* _WORK ITEM_:
Would you output each record exactly as it stands?

* _INPUT MATERIAL_:
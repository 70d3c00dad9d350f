use async_trait::async_trait;
use serde::Serialize;
use std::sync::Arc;

use super::VIRTUAL_AND_SPREAD_OPERATIONS;
use crate::Destination;
use crate::adapter::{Adapter, AdapterError, Credentials, Endpoint, Operation, PasswordPolicy};
use crate::order::{TypedOrder, ValidationRequest, WithdrawalOrder};
use crate::row::{RowError, RowReader};
use crate::transport::{HttpReply, Transport};

pub(crate) const OPERATIONS: &[Operation] = VIRTUAL_AND_SPREAD_OPERATIONS;

/// Every PJM call carries the account password, validation included.
const POLICY: PasswordPolicy = PasswordPolicy::Required;

#[derive(Debug, Clone, PartialEq, Serialize)]
pub struct VirtualOrder {
    pub node: String,
    /// PJM pnode ids are sent as text.
    pub node_id: String,
    pub he: String,
    pub tranche: i64,
    pub mw: f64,
    pub price: f64,
}

#[derive(Debug, Clone, PartialEq, Serialize)]
pub struct SpreadOrder {
    pub source: String,
    pub source_id: i64,
    pub sink: String,
    pub sink_id: i64,
    pub he: String,
    pub tranche: i64,
    pub mw: f64,
    pub price: f64,
}

#[derive(Debug, Clone, PartialEq, Eq, Serialize)]
pub struct VirtualWithdrawal {
    pub node: String,
    pub node_id: String,
    pub he: String,
    pub tranche: i64,
}

#[derive(Debug, Clone, PartialEq, Eq, Serialize)]
pub struct SpreadWithdrawal {
    pub source: String,
    pub source_id: i64,
    pub sink: String,
    pub sink_id: i64,
    pub he: String,
    pub tranche: i64,
}

pub(crate) fn virtual_order(row: &RowReader<'_>) -> Result<TypedOrder, RowError> {
    Ok(TypedOrder::PjmisoVirtual(VirtualOrder {
        node: row.text("node")?,
        node_id: row.text("node_id")?,
        he: row.text("he")?,
        tranche: row.int("tranche")?,
        mw: row.float("mw")?,
        price: row.float("price")?,
    }))
}

pub(crate) fn spread_order(row: &RowReader<'_>) -> Result<TypedOrder, RowError> {
    Ok(TypedOrder::PjmisoSpread(SpreadOrder {
        source: row.text("source")?,
        source_id: row.int("source_id")?,
        sink: row.text("sink")?,
        sink_id: row.int("sink_id")?,
        he: row.text("he")?,
        tranche: row.int("tranche")?,
        mw: row.float("mw")?,
        price: row.float("price")?,
    }))
}

pub(crate) fn virtual_withdrawal(row: &RowReader<'_>) -> Result<WithdrawalOrder, RowError> {
    Ok(WithdrawalOrder::PjmisoVirtual(VirtualWithdrawal {
        node: row.text("node")?,
        node_id: row.text("node_id")?,
        he: row.text("he")?,
        tranche: row.int("tranche")?,
    }))
}

pub(crate) fn spread_withdrawal(row: &RowReader<'_>) -> Result<WithdrawalOrder, RowError> {
    Ok(WithdrawalOrder::PjmisoSpread(SpreadWithdrawal {
        source: row.text("source")?,
        source_id: row.int("source_id")?,
        sink: row.text("sink")?,
        sink_id: row.int("sink_id")?,
        he: row.text("he")?,
        tranche: row.int("tranche")?,
    }))
}

#[derive(Debug, Clone)]
pub struct Pjmiso {
    endpoint: Endpoint,
}

impl Pjmiso {
    pub fn new(transport: Arc<dyn Transport>) -> Self {
        Self {
            endpoint: Endpoint::new(transport, Destination::Pjmiso),
        }
    }
}

#[async_trait]
impl Adapter for Pjmiso {
    fn destination(&self) -> Destination {
        Destination::Pjmiso
    }

    async fn validate(
        &self,
        credentials: &Credentials,
        request: &ValidationRequest,
    ) -> Result<HttpReply, AdapterError> {
        self.endpoint
            .send_validation(POLICY, credentials, request)
            .await
    }

    async fn submit_bids(
        &self,
        credentials: &Credentials,
        orders: &[TypedOrder],
    ) -> Result<HttpReply, AdapterError> {
        self.endpoint
            .send_orders(Operation::SubmitBids, POLICY, credentials, orders)
            .await
    }

    async fn submit_offers(
        &self,
        credentials: &Credentials,
        orders: &[TypedOrder],
    ) -> Result<HttpReply, AdapterError> {
        self.endpoint
            .send_orders(Operation::SubmitOffers, POLICY, credentials, orders)
            .await
    }

    async fn submit_spreads(
        &self,
        credentials: &Credentials,
        orders: &[TypedOrder],
    ) -> Result<HttpReply, AdapterError> {
        self.endpoint
            .send_orders(Operation::SubmitSpreads, POLICY, credentials, orders)
            .await
    }

    async fn withdraw_bids(
        &self,
        credentials: &Credentials,
        identifiers: Option<&[WithdrawalOrder]>,
    ) -> Result<HttpReply, AdapterError> {
        self.endpoint
            .send_identifiers(Operation::WithdrawBids, POLICY, credentials, identifiers)
            .await
    }

    async fn withdraw_offers(
        &self,
        credentials: &Credentials,
        identifiers: Option<&[WithdrawalOrder]>,
    ) -> Result<HttpReply, AdapterError> {
        self.endpoint
            .send_identifiers(Operation::WithdrawOffers, POLICY, credentials, identifiers)
            .await
    }

    async fn withdraw_spreads(
        &self,
        credentials: &Credentials,
        identifiers: Option<&[WithdrawalOrder]>,
    ) -> Result<HttpReply, AdapterError> {
        self.endpoint
            .send_identifiers(Operation::WithdrawSpreads, POLICY, credentials, identifiers)
            .await
    }
}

* _THE ANSWER_:
repository 70d3c00dad9d350f
use async_trait::async_trait;
use serde::Serialize;
use std::sync::Arc;

use super::VIRTUAL_AND_SPREAD_OPERATIONS;
use crate::Destination;
use crate::adapter::{Adapter, AdapterError, Credentials, Endpoint, Operation, PasswordPolicy};
use crate::order::{TypedOrder, ValidationRequest, WithdrawalOrder};
use crate::row::{RowError, RowReader};
use crate::transport::{HttpReply, Transport};

pub(crate) const OPERATIONS: &[Operation] = VIRTUAL_AND_SPREAD_OPERATIONS;

/// Every PJM call carries the account password, validation included.
const POLICY: PasswordPolicy = PasswordPolicy::Required;

#[derive(Debug, Clone, PartialEq, Serialize)]
pub struct VirtualOrder {
    pub node: String,
    /// PJM pnode ids are sent as text.
    pub node_id: String,
    pub he: String,
    pub tranche: i64,
    pub mw: f64,
    pub price: f64,
}

#[derive(Debug, Clone, PartialEq, Serialize)]
pub struct SpreadOrder {
    pub source: String,
    pub source_id: i64,
    pub sink: String,
    pub sink_id: i64,
    pub he: String,
    pub tranche: i64,
    pub mw: f64,
    pub price: f64,
}

#[derive(Debug, Clone, PartialEq, Eq, Serialize)]
pub struct VirtualWithdrawal {
    pub node: String,
    pub node_id: String,
    pub he: String,
    pub tranche: i64,
}

#[derive(Debug, Clone, PartialEq, Eq, Serialize)]
pub struct SpreadWithdrawal {
    pub source: String,
    pub source_id: i64,
    pub sink: String,
    pub sink_id: i64,
    pub he: String,
    pub tranche: i64,
}

pub(crate) fn virtual_order(row: &RowReader<'_>) -> Result<TypedOrder, RowError> {
    Ok(TypedOrder::PjmisoVirtual(VirtualOrder {
        node: row.text("node")?,
        node_id: row.text("node_id")?,
        he: row.text("he")?,
        tranche: row.int("tranche")?,
        mw: row.float("mw")?,
        price: row.float("price")?,
    }))
}

pub(crate) fn spread_order(row: &RowReader<'_>) -> Result<TypedOrder, RowError> {
    Ok(TypedOrder::PjmisoSpread(SpreadOrder {
        source: row.text("source")?,
        source_id: row.int("source_id")?,
        sink: row.text("sink")?,
        sink_id: row.int("sink_id")?,
        he: row.text("he")?,
        tranche: row.int("tranche")?,
        mw: row.float("mw")?,
        price: row.float("price")?,
    }))
}

pub(crate) fn virtual_withdrawal(row: &RowReader<'_>) -> Result<WithdrawalOrder, RowError> {
    Ok(WithdrawalOrder::PjmisoVirtual(VirtualWithdrawal {
        node: row.text("node")?,
        node_id: row.text("node_id")?,
        he: row.text("he")?,
        tranche: row.int("tranche")?,
    }))
}

pub(crate) fn spread_withdrawal(row: &RowReader<'_>) -> Result<WithdrawalOrder, RowError> {
    Ok(WithdrawalOrder::PjmisoSpread(SpreadWithdrawal {
        source: row.text("source")?,
        source_id: row.int("source_id")?,
        sink: row.text("sink")?,
        sink_id: row.int("sink_id")?,
        he: row.text("he")?,
        tranche: row.int("tranche")?,
    }))
}

#[derive(Debug, Clone)]
pub struct Pjmiso {
    endpoint: Endpoint,
}

impl Pjmiso {
    pub fn new(transport: Arc<dyn Transport>) -> Self {
        Self {
            endpoint: Endpoint::new(transport, Destination::Pjmiso),
        }
    }
}

#[async_trait]
impl Adapter for Pjmiso {
    fn destination(&self) -> Destination {
        Destination::Pjmiso
    }

    async fn validate(
        &self,
        credentials: &Credentials,
        request: &ValidationRequest,
    ) -> Result<HttpReply, AdapterError> {
        self.endpoint
            .send_validation(POLICY, credentials, request)
            .await
    }

    async fn submit_bids(
        &self,
        credentials: &Credentials,
        orders: &[TypedOrder],
    ) -> Result<HttpReply, AdapterError> {
        self.endpoint
            .send_orders(Operation::SubmitBids, POLICY, credentials, orders)
            .await
    }

    async fn submit_offers(
        &self,
        credentials: &Credentials,
        orders: &[TypedOrder],
    ) -> Result<HttpReply, AdapterError> {
        self.endpoint
            .send_orders(Operation::SubmitOffers, POLICY, credentials, orders)
            .await
    }

    async fn submit_spreads(
        &self,
        credentials: &Credentials,
        orders: &[TypedOrder],
    ) -> Result<HttpReply, AdapterError> {
        self.endpoint
            .send_orders(Operation::SubmitSpreads, POLICY, credentials, orders)
            .await
    }

    async fn withdraw_bids(
        &self,
        credentials: &Credentials,
        identifiers: Option<&[WithdrawalOrder]>,
    ) -> Result<HttpReply, AdapterError> {
        self.endpoint
            .send_identifiers(Operation::WithdrawBids, POLICY, credentials, identifiers)
            .await
    }

    async fn withdraw_offers(
        &self,
        credentials: &Credentials,
        identifiers: Option<&[WithdrawalOrder]>,
    ) -> Result<HttpReply, AdapterError> {
        self.endpoint
            .send_identifiers(Operation::WithdrawOffers, POLICY, credentials, identifiers)
            .await
    }

    async fn withdraw_spreads(
        &self,
        credentials: &Credentials,
        identifiers: Option<&[WithdrawalOrder]>,
    ) -> Result<HttpReply, AdapterError> {
        self.endpoint
            .send_identifiers(Operation::WithdrawSpreads, POLICY, credentials, identifiers)
            .await
    }
}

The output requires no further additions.